Antimicrob Agents Chemother. 2008 Jul;52(7):2512-20. doi: 10.1128/AAC.00132-07. Epub 2008 Mar 10.
An a priori pharmacokinetic/pharmacodynamic (PK/PD) target of 40% daily time above the MIC (T >MIC; based on the MIC(90) of 0.06 microg/ml for Streptococcus pyogenes reported in the literature) was shown to be achievable in a phase 1 study of 23 children with a once-daily (QD) modified-release, multiparticulate formulation of amoxicillin (amoxicillin sprinkle). The daily T >MIC achieved with the QD amoxicillin sprinkle formulation was comparable to that achieved with a four-times-daily (QID) penicillin VK suspension. An investigator-blinded, randomized, parallel-group, multicenter study involving 579 children 6 months to 12 years old with acute streptococcal tonsillopharyngitis was then undertaken. Children were randomly assigned 1:1 to receive either the amoxicillin sprinkle (475 mg for ages 6 months to 4 years, 775 mg for ages 5 to 12 years) QD for 7 days or 10 mg/kg of body weight of penicillin VK QID for 10 days (up to the maximum dose of 250 mg QID). Unexpectedly, the rates of bacteriological eradication at the test of cure were 65.3% (132/202) for the amoxicillin sprinkle and 68.0% (132/194) for penicillin VK (95% confidence interval, -12.0% to 6.6%). Thus, neither antibiotic regimen met the minimum criterion of > or =85% eradication ordinarily required by the U.S. FDA for first-line treatment of tonsillopharyngitis due to S. pyogenes. The results of subgroup analyses across demographic characteristics and current infection characteristics and by age/weight categories were consistent with the primary-efficacy result. The clinical cure rates for amoxicillin sprinkle and penicillin VK were 86.1% (216/251) and 91.9% (204/222), respectively (95% confidence interval, -11.6% to -0.4%). The results of a post hoc PD analysis suggested that a requirement for 60% daily T >MIC(90) more accurately predicted the observed high failure rates for bacteriologic eradication with the amoxicillin sprinkle and penicillin VK suspension studied. Based on the association between longer treatment courses and maximal bacterial eradication rates reported in the literature, an alternative composite PK/PD target taking into consideration the duration of therapy, or total T >MIC, was considered and provides an alternative explanation for the observed failure rate of amoxicillin sprinkle.

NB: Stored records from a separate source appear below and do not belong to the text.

//! KPI Aggregator: overall, monthly, city and region rollups.

use chrono::NaiveDate;
use serde::Serialize;
use std::collections::BTreeMap;

use crate::models::DerivedTransaction;

/// Single-row dataset summary.
#[derive(Debug, Clone, Default, PartialEq, Serialize)]
pub struct OverallKpis {
    pub total_txns: usize,
    pub total_amount: f64,
    pub median_amount: f64,
    pub mean_amount: f64,
    /// Night transactions as a percentage of all transactions.
    pub pct_night: f64,
    /// High-value transactions as a percentage of all transactions.
    pub pct_high_value: f64,
}

/// One row per observed month.
#[derive(Debug, Clone, PartialEq, Serialize)]
pub struct MonthlyRow {
    pub month: NaiveDate,
    pub txn_count: usize,
    pub gmv: f64,
    pub night_count: usize,
    pub high_value_count: usize,
}

/// Performance of one (city, region) pair.
#[derive(Debug, Clone, PartialEq, Serialize)]
pub struct CityPerf {
    pub city: String,
    pub region: String,
    pub txn_count: usize,
    pub total_amount: f64,
    pub mean_amount: f64,
    pub night_count: usize,
    pub high_value_count: usize,
}

/// Performance of one region.
#[derive(Debug, Clone, PartialEq, Serialize)]
pub struct RegionPerf {
    pub region: String,
    pub txn_count: usize,
    pub total_amount: f64,
    pub mean_amount: f64,
    pub night_count: usize,
    pub high_value_count: usize,
}

/// All aggregator outputs.
#[derive(Debug, Clone, PartialEq, Serialize)]
pub struct KpiTables {
    pub overall: OverallKpis,
    pub monthly: Vec<MonthlyRow>,
    pub city_perf: Vec<CityPerf>,
    pub region_perf: Vec<RegionPerf>,
}

/// Running counters for one group.
#[derive(Debug, Clone, Copy, Default)]
struct Tally {
    count: usize,
    amount: f64,
    night: usize,
    high: usize,
}

impl Tally {
    fn add(&mut self, row: &DerivedTransaction) {
        self.count += 1;
        self.amount += row.amount();
        self.night += usize::from(row.is_night);
        self.high += usize::from(row.is_high_value);
    }

    fn mean(&self) -> f64 {
        if self.count == 0 {
            0.0
        } else {
            self.amount / self.count as f64
        }
    }
}

pub fn aggregate(rows: &[DerivedTransaction]) -> KpiTables {
    KpiTables {
        overall: overall(rows),
        monthly: monthly(rows),
        city_perf: city_perf(rows),
        region_perf: region_perf(rows),
    }
}

pub fn overall(rows: &[DerivedTransaction]) -> OverallKpis {
    if rows.is_empty() {
        return OverallKpis::default();
    }

    let mut tally = Tally::default();
    rows.iter().for_each(|r| tally.add(r));

    let mut amounts: Vec<f64> = rows.iter().map(DerivedTransaction::amount).collect();
    let total = tally.count as f64;

    OverallKpis {
        total_txns: tally.count,
        total_amount: tally.amount,
        median_amount: median(&mut amounts),
        mean_amount: tally.mean(),
        pct_night: tally.night as f64 / total * 100.0,
        pct_high_value: tally.high as f64 / total * 100.0,
    }
}

pub fn monthly(rows: &[DerivedTransaction]) -> Vec<MonthlyRow> {
    let mut months: BTreeMap<NaiveDate, Tally> = BTreeMap::new();
    for row in rows {
        months.entry(row.month).or_default().add(row);
    }

    months
        .into_iter()
        .map(|(month, t)| MonthlyRow {
            month,
            txn_count: t.count,
            gmv: t.amount,
            night_count: t.night,
            high_value_count: t.high,
        })
        .collect()
}

/// Ordered by total amount descending, ties by city then region ascending.
pub fn city_perf(rows: &[DerivedTransaction]) -> Vec<CityPerf> {
    let mut cities: BTreeMap<(&str, &str), Tally> = BTreeMap::new();
    for row in rows {
        cities
            .entry((row.txn.city.as_str(), row.region.as_str()))
            .or_default()
            .add(row);
    }

    let mut perf: Vec<CityPerf> = cities
        .into_iter()
        .map(|((city, region), t)| CityPerf {
            city: city.to_string(),
            region: region.to_string(),
            txn_count: t.count,
            total_amount: t.amount,
            mean_amount: t.mean(),
            night_count: t.night,
            high_value_count: t.high,
        })
        .collect();

    perf.sort_by(|a, b| {
        b.total_amount
            .total_cmp(&a.total_amount)
            .then_with(|| a.city.cmp(&b.city))
            .then_with(|| a.region.cmp(&b.region))
    });
    perf
}

/// Ordered by total amount descending, ties by region ascending.
pub fn region_perf(rows: &[DerivedTransaction]) -> Vec<RegionPerf> {
    let mut regions: BTreeMap<&str, Tally> = BTreeMap::new();
    for row in rows {
        regions.entry(row.region.as_str()).or_default().add(row);
    }

    let mut perf: Vec<RegionPerf> = regions
        .into_iter()
        .map(|(region, t)| RegionPerf {
            region: region.to_string(),
            txn_count: t.count,
            total_amount: t.amount,
            mean_amount: t.mean(),
            night_count: t.night,
            high_value_count: t.high,
        })
        .collect();

    perf.sort_by(|a, b| {
        b.total_amount
            .total_cmp(&a.total_amount)
            .then_with(|| a.region.cmp(&b.region))
    });
    perf
}

fn median(values: &mut [f64]) -> f64 {
    if values.is_empty() {
        return 0.0;
    }
    values.sort_by(f64::total_cmp);
    let mid = values.len() / 2;
    if values.len() % 2 == 0 {
        (values[mid - 1] + values[mid]) / 2.0
    } else {
        values[mid]
    }
}
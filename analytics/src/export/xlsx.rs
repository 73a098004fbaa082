//! Workbook writer.
//!
//! Sections on one sheet are stacked vertically with a blank row between
//! them. Titles and headers are bold, ratios show three decimals.
//!
//! The document creation time is pinned to a caller-supplied date so that
//! identical reports produce identical files.

use chrono::{Datelike, NaiveDate};
use rust_xlsxwriter::{DocProperties, ExcelDateTime, Format, Workbook, Worksheet, XlsxError};
use std::path::Path;

use super::{Cell, Section, Sheet};
use crate::error::{ExportError, ExportResult};

/// Creation date stamped when the report has no reference date.
const FALLBACK_CREATED: (u16, u8, u8) = (2000, 1, 1);

/// Write `sheets` to a single `.xlsx` file, one worksheet each, in order.
///
/// `created` becomes the document creation time (midnight).
pub fn write_workbook(sheets: &[Sheet], path: &Path, created: Option<NaiveDate>) -> ExportResult<()> {
    build_and_save(sheets, path, created).map_err(|source| ExportError::Xlsx {
        path: path.to_path_buf(),
        source,
    })
}

struct Formats {
    bold: Format,
    ratio: Format,
}

fn build_and_save(sheets: &[Sheet], path: &Path, created: Option<NaiveDate>) -> Result<(), XlsxError> {
    let mut workbook = Workbook::new();
    let properties = DocProperties::new().set_creation_datetime(&creation_time(created)?);
    workbook.set_properties(&properties);

    let formats = Formats {
        bold: Format::new().set_bold(),
        ratio: Format::new().set_num_format("0.000"),
    };

    for sheet in sheets {
        let worksheet = workbook.add_worksheet();
        worksheet.set_name(&sheet.name)?;

        let mut row: u32 = 0;
        for section in &sheet.sections {
            if row > 0 {
                row += 1;
            }
            row = write_section(worksheet, section, row, &formats)?;
        }
    }

    workbook.save(path)
}

fn creation_time(created: Option<NaiveDate>) -> Result<ExcelDateTime, XlsxError> {
    let (year, month, day) = match created {
        Some(d) if (1900..=9999).contains(&d.year()) => (d.year() as u16, d.month() as u8, d.day() as u8),
        _ => FALLBACK_CREATED,
    };
    ExcelDateTime::from_ymd(year, month, day)
}

/// Write one section starting at `row`; returns the next free row.
fn write_section(
    worksheet: &mut Worksheet,
    section: &Section,
    mut row: u32,
    formats: &Formats,
) -> Result<u32, XlsxError> {
    let bold = &formats.bold;
    if let Some(title) = &section.title {
        worksheet.write_string_with_format(row, 0, title, bold)?;
        row += 1;
    }

    for (col, header) in section.headers.iter().enumerate() {
        worksheet.write_string_with_format(row, col as u16, header, bold)?;
    }
    row += 1;

    for cells in &section.rows {
        for (col, cell) in cells.iter().enumerate() {
            write_cell(worksheet, row, col as u16, cell, &formats.ratio)?;
        }
        row += 1;
    }

    Ok(row)
}

fn write_cell(
    worksheet: &mut Worksheet,
    row: u32,
    col: u16,
    cell: &Cell,
    ratio: &Format,
) -> Result<(), XlsxError> {
    match cell {
        Cell::Text(s) => {
            worksheet.write_string(row, col, s)?;
        }
        Cell::Number(n) => {
            worksheet.write_number(row, col, *n)?;
        }
        Cell::Ratio(r) => {
            worksheet.write_number_with_format(row, col, *r, ratio)?;
        }
        Cell::Integer(i) => {
            worksheet.write_number(row, col, *i as f64)?;
        }
        Cell::Bool(b) => {
            worksheet.write_boolean(row, col, *b)?;
        }
        Cell::Empty => {}
    }
    Ok(())
}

在一项针对23名儿童的1期研究中,一种先验的药代动力学/药效学(PK/PD)目标——每日高于最低抑菌浓度(MIC)的时间达40%(T>MIC;基于文献报道的化脓性链球菌MIC(90)为0.06微克/毫升),通过每日一次(QD)的阿莫西林缓释多颗粒制剂(阿莫西林分散片)得以实现。每日一次的阿莫西林分散片制剂所达到的每日T>MIC与每日四次(QID)的青霉素V钾混悬液相当。随后开展了一项研究者设盲、随机、平行组、多中心研究,纳入579名6个月至12岁患有急性链球菌性扁桃体咽炎的儿童。儿童被随机1:1分配,接受为期7天的每日一次阿莫西林分散片(6个月至4岁475毫克,5至12岁775毫克)治疗,或接受为期10天的每日四次、10毫克/千克体重的青霉素V钾治疗(最大剂量为每日四次250毫克)。出乎意料的是,在治疗结束时的细菌清除率方面,阿莫西林分散片组为65.3%(132/202),青霉素V钾组为68.0%(132/194)(95%置信区间,-12.0%至6.6%)。因此,两种抗生素治疗方案均未达到美国食品药品监督管理局(FDA)通常要求的化脓性链球菌所致扁桃体咽炎一线治疗>或 =85%清除率的最低标准。跨人口统计学特征、当前感染特征以及按年龄/体重分类的亚组分析结果与主要疗效结果一致。阿莫西林分散片和青霉素V钾的临床治愈率分别为86.1%(216/日251)和91.9%(204/222)(95%置信区间,-11.6%至-0.4%)。一项事后PD分析结果表明,每日T>MIC(90)达所需60%能更准确地预测所研究的阿莫西林分散片和青霉素V钾混悬液在细菌清除方面观察到的高失败率。基于文献报道的较长疗程与最大细菌清除率之间的关联,考虑到治疗持续时间或总T>MIC的另一种复合PK/PD目标被提出,并为观察到的阿莫西林分散片失败率提供了另一种解释。